_Exercise directions_
Of the lines below, write out exactly those from the line with "settings.try_deserialize()" through the line with "not a supported", both included, and skip the rest.

_Dataset content_
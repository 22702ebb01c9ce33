use sqlx::{Connection, Executor, PgConnection, PgPool};
use uuid::Uuid;

use checkout::{configuration::DatabaseSettings, get_configuration};

/// Creates a throwaway database named after a fresh uuid and runs the
/// migrations against it. Needs the postgres from `configuration/` to be up.
pub async fn configure_database() -> PgPool {
    let mut config: DatabaseSettings = get_configuration()
        .expect("failed to read configuration")
        .database;
    config.database_name = Uuid::new_v4().to_string();

    let mut connection = PgConnection::connect_with(&config.without_db())
        .await
        .expect("failed to connect to database");
    connection
        .execute(&*format!(r#"CREATE DATABASE "{}";"#, config.database_name))
        .await
        .expect("failed to create database");

    let pool = PgPool::connect_with(config.with_db())
        .await
        .expect("failed to connect to database");
    sqlx::migrate!("./migrations")
        .run(&pool)
        .await
        .expect("failed to run database migrations");
    pool
}
pub const ACCESS_TOKEN_DURATION_SECONDS: i64 = 3600;
pub const TOKEN_LEEWAY_SECONDS: u64 = 30;
pub const STORE_HEADER: &str = "Store";
use async_graphql::{Context, ErrorExtensions, Object, Result};

use crate::{
    graphql::{extract_checkout_context, extract_store_registry},
    models::{CartId, CartPaymentState, PaymentMethodDefinition},
};

pub struct QueryRoot;

#[Object]
impl QueryRoot {
    #[tracing::instrument(skip(self, ctx))]
    async fn cart(&self, ctx: &Context<'_>, cart_id: String) -> Result<CartPaymentState> {
        let checkout = extract_checkout_context(ctx).map_err(|e| e.extend())?;
        let cart_id = cart_id.parse::<CartId>().map_err(|e| e.extend())?;
        checkout
            .service
            .guard()
            .authorize(cart_id, checkout.identity.as_ref())
            .await
            .map_err(|e| e.extend())
    }

    /// Methods enabled for the store named in the `Store` header
    #[tracing::instrument(skip(self, ctx))]
    async fn available_payment_methods(
        &self,
        ctx: &Context<'_>,
    ) -> Result<Vec<PaymentMethodDefinition>> {
        let registry = extract_store_registry(ctx).map_err(|e| e.extend())?;
        Ok(registry.list_all().to_vec())
    }
}
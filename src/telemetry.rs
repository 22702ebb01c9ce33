use tracing::{subscriber::set_global_default, Subscriber};
use tracing_bunyan_formatter::{BunyanFormattingLayer, JsonStorageLayer};
use tracing_log::LogTracer;
use tracing_subscriber::{fmt::MakeWriter, layer::SubscriberExt, EnvFilter, Registry};

/// Subscriber for the application, filtered by `RUST_LOG` and falling back to
/// `env_filter` when it isn't set.
///
/// Spans and events are written as bunyan JSON lines to `sink`, so the tests
/// can swap stdout for `std::io::sink`.
pub fn generate_subscriber<Sink>(
    name: String,
    env_filter: String,
    sink: Sink,
) -> impl Subscriber + Send + Sync
where
    Sink: for<'a> MakeWriter<'a> + Send + Sync + 'static,
{
    let env_filter =
        EnvFilter::try_from_default_env().unwrap_or_else(|_| EnvFilter::new(env_filter));
    let formatting_layer = BunyanFormattingLayer::new(name, sink);
    Registry::default()
        .with(env_filter)
        .with(JsonStorageLayer)
        .with(formatting_layer)
}

/// Initialises the subscriber globally and also sets it to include log statements
pub fn init_subscriber(subscriber: impl Subscriber + Send + Sync) {
    LogTracer::init().expect("failed to attach logs to tracing");
    set_global_default(subscriber).expect("failed to set global subscriber");
}
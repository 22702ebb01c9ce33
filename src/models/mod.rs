mod cart;
mod identity;
mod payment_method;
mod request_context;
mod token;

pub use cart::{CartId, CartPaymentState, CartType, ExtraFields};
pub use identity::{CustomerId, Identity};
pub use payment_method::{
    ExtraField, PaymentMethodDefinition, SelectedPaymentMethod, PURCHASE_ORDER_NUMBER,
};
pub use request_context::RequestContext;
pub use token::{BearerToken, Claims};
use anyhow::Result;
use claims::{assert_none, assert_some};
use serde_json::{to_string_pretty, Value};

/// Asserts the response carried no errors and returns its `data`
pub fn parse_graphql_response(response: Value) -> Result<Value> {
    if let Some(errors) = response.get("errors") {
        eprintln!("Found Errors: {}", to_string_pretty(errors)?);
        assert_none!(errors.get(0));
    }

    let data = response.get("data");
    assert_some!(data);
    Ok(data.unwrap().clone())
}

/// The first GraphQL error on the response, which must be present
pub fn first_error(response: &Value) -> Value {
    let error = response["errors"].get(0);
    assert_some!(error);
    error.unwrap().clone()
}
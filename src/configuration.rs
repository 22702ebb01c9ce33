use config::{Config, File};
use serde::Deserialize;
use sqlx::postgres::{PgConnectOptions, PgSslMode};
use std::collections::HashMap;
use std::convert::{TryFrom, TryInto};
use std::env::var;
use std::fmt;
use std::time::Duration;

#[derive(Debug, Clone, Deserialize)]
pub struct Settings {
    pub database: DatabaseSettings,
    pub application: ApplicationSettings,
    pub auth: AuthSettings,
    pub payment: PaymentSettings,
}

#[derive(Debug, Clone, Deserialize)]
pub struct ApplicationSettings {
    pub port: u16,
    pub host: String,
    pub storage: StorageBackend,
    pub storage_timeout_milliseconds: u64,
}

#[derive(Debug, Clone, Copy, PartialEq, Eq, Deserialize)]
#[serde(rename_all = "lowercase")]
pub enum StorageBackend {
    Memory,
    Postgres,
}

#[derive(Debug, Clone, Deserialize)]
pub struct DatabaseSettings {
    pub username: String,
    pub password: String,
    pub port: u16,
    pub host: String,
    pub database_name: String,
    pub require_ssl: bool,
}

#[derive(Clone, Deserialize)]
pub struct AuthSettings {
    pub token_secret: String,
    pub issuer: String,
}

// The secret should never end up in the logs
impl fmt::Debug for AuthSettings {
    fn fmt(&self, f: &mut fmt::Formatter<'_>) -> fmt::Result {
        f.debug_struct("AuthSettings")
            .field("token_secret", &"[redacted]")
            .field("issuer", &self.issuer)
            .finish()
    }
}

#[derive(Debug, Clone, Deserialize)]
pub struct PaymentSettings {
    pub methods: Vec<PaymentMethodSettings>,
    #[serde(default)]
    pub stores: HashMap<String, StoreSettings>,
}

#[derive(Debug, Clone, Deserialize)]
pub struct PaymentMethodSettings {
    pub code: String,
    pub title: String,
    #[serde(default)]
    pub required_fields: Vec<String>,
    #[serde(default)]
    pub instructions: Option<String>,
    #[serde(default = "enabled_by_default")]
    pub enabled: bool,
}

#[derive(Debug, Clone, Default, Deserialize)]
pub struct StoreSettings {
    #[serde(default)]
    pub disabled: Vec<String>,
}

fn enabled_by_default() -> bool {
    true
}

#[derive(Debug, Clone, Copy, PartialEq, Eq)]
pub enum Environment {
    Local,
    Test,
    Production,
}

pub fn get_configuration() -> Result<Settings, config::ConfigError> {
    let base_path = std::env::current_dir().map_err(|e| {
        config::ConfigError::Message(format!("failed to determine current directory: {}", e))
    })?;
    let configuration_directory = base_path.join("configuration");

    let environment: Environment = var("APP_ENVIRONMENT")
        .unwrap_or_else(|_| "local".into())
        .try_into()
        .map_err(config::ConfigError::Message)?;

    let settings = Config::builder()
        .add_source(File::from(configuration_directory.join("base.yaml")).required(true))
        .add_source(
            File::from(configuration_directory.join(format!("{}.yaml", environment.as_str())))
                .required(true),
        )
        .add_source(
            config::Environment::with_prefix("app")
                .prefix_separator("_")
                .separator("__"),
        )
        .build()?;

    settings.try_deserialize()
}

impl ApplicationSettings {
    pub fn storage_timeout(&self) -> Duration {
        Duration::from_millis(self.storage_timeout_milliseconds)
    }
}

impl DatabaseSettings {
    pub fn without_db(&self) -> PgConnectOptions {
        let ssl_mode = if self.require_ssl {
            PgSslMode::Require
        } else {
            PgSslMode::Prefer
        };
        PgConnectOptions::new()
            .host(&self.host)
            .username(&self.username)
            .password(&self.password)
            .port(self.port)
            .ssl_mode(ssl_mode)
    }

    pub fn with_db(&self) -> PgConnectOptions {
        self.without_db().database(&self.database_name)
    }
}

impl Environment {
    pub fn as_str(&self) -> &'static str {
        match self {
            Environment::Local => "local",
            Environment::Test => "test",
            Environment::Production => "production",
        }
    }
}

impl fmt::Display for Environment {
    fn fmt(&self, f: &mut fmt::Formatter<'_>) -> fmt::Result {
        write!(f, "{}", self.as_str())
    }
}

impl TryFrom<String> for Environment {
    type Error = String;

    fn try_from(s: String) -> Result<Self, Self::Error> {
        match s.to_lowercase().as_str() {
            "local" => Ok(Self::Local),
            "test" => Ok(Self::Test),
            "production" => Ok(Self::Production),
            other => Err(format!("{} is not a supported environment", other)),
        }
    }
}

_Result of the task_
    settings.try_deserialize()
}

impl ApplicationSettings {
    pub fn storage_timeout(&self) -> Duration {
        Duration::from_millis(self.storage_timeout_milliseconds)
    }
}

impl DatabaseSettings {
    pub fn without_db(&self) -> PgConnectOptions {
        let ssl_mode = if self.require_ssl {
            PgSslMode::Require
        } else {
            PgSslMode::Prefer
        };
        PgConnectOptions::new()
            .host(&self.host)
            .username(&self.username)
            .password(&self.password)
            .port(self.port)
            .ssl_mode(ssl_mode)
    }

    pub fn with_db(&self) -> PgConnectOptions {
        self.without_db().database(&self.database_name)
    }
}

impl Environment {
    pub fn as_str(&self) -> &'static str {
        match self {
            Environment::Local => "local",
            Environment::Test => "test",
            Environment::Production => "production",
        }
    }
}

impl fmt::Display for Environment {
    fn fmt(&self, f: &mut fmt::Formatter<'_>) -> fmt::Result {
        write!(f, "{}", self.as_str())
    }
}

impl TryFrom<String> for Environment {
    type Error = String;

    fn try_from(s: String) -> Result<Self, Self::Error> {
        match s.to_lowercase().as_str() {
            "local" => Ok(Self::Local),
            "test" => Ok(Self::Test),
            "production" => Ok(Self::Production),
            other => Err(format!("{} is not a supported environment", other)),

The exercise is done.